OAKLAND, Calif. - Alameda County would be in the most restrictive tier of the state's former pandemic reopening plan based on the county's current COVID-19 case data, the top county health official said Tuesday.
In a briefing to the Alameda County Board of Supervisors, county Health Officer Dr. Nicholas Moss said the county's seven-day average number of new cases per day per 100,000 residents is up to 17 and likely to increase even further.
The case numbers mean Alameda County would be firmly within the most restrictive purple tier of the old four-tiered reopening system, which included counties with case rates of seven or more per 100,000 residents.
"We saw some days with 500 cases reported over the weekend," Moss said. "So very high case numbers, higher than the peaks that we saw last summer."
The driving force behind the county's surge, Moss said, is a familiar one in the ultra-contagious delta variant.
The increase in cases prompted Alameda County to join most other counties in the Bay Area Monday in reimplementing an indoor mask mandate for both vaccinated and unvaccinated residents.

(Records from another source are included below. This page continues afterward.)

//! Local replica contract for the replication engine.
//!
//! The engine consumes a local document store through [`LocalCollection`].
//! [`MemoryCollection`] is an in-memory implementation with JSON snapshots.

pub mod collection;
pub mod memory;

pub use collection::{
    parse_rest_document, BulkUpsertReport, LocalCollection, LocalDocument, RejectedDocument,
    DATE_MODIFIED_FIELD,
};
pub use memory::{
    CollectionSnapshot, CollectionStats, DocumentParser, DocumentRejector, MemoryCollection,
};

More than 1 million county residents have now been vaccinated, with 84.8 percent of the county's population 12 years and up having received at least one vaccine dose.
County public health officials are also working with local organizations like the Weekes Community Center in Hayward and Allen Temple Baptist Church in East Oakland to ensure that Alameda County's most vulnerable residents have access to vaccine doses that will protect them from serious COVID-19 illness and death.
"Most of California and, really, most of the United States is at substantial or ... high community transmission, so this is a nationwide wave," Moss said. "It's certainly been impacting us here."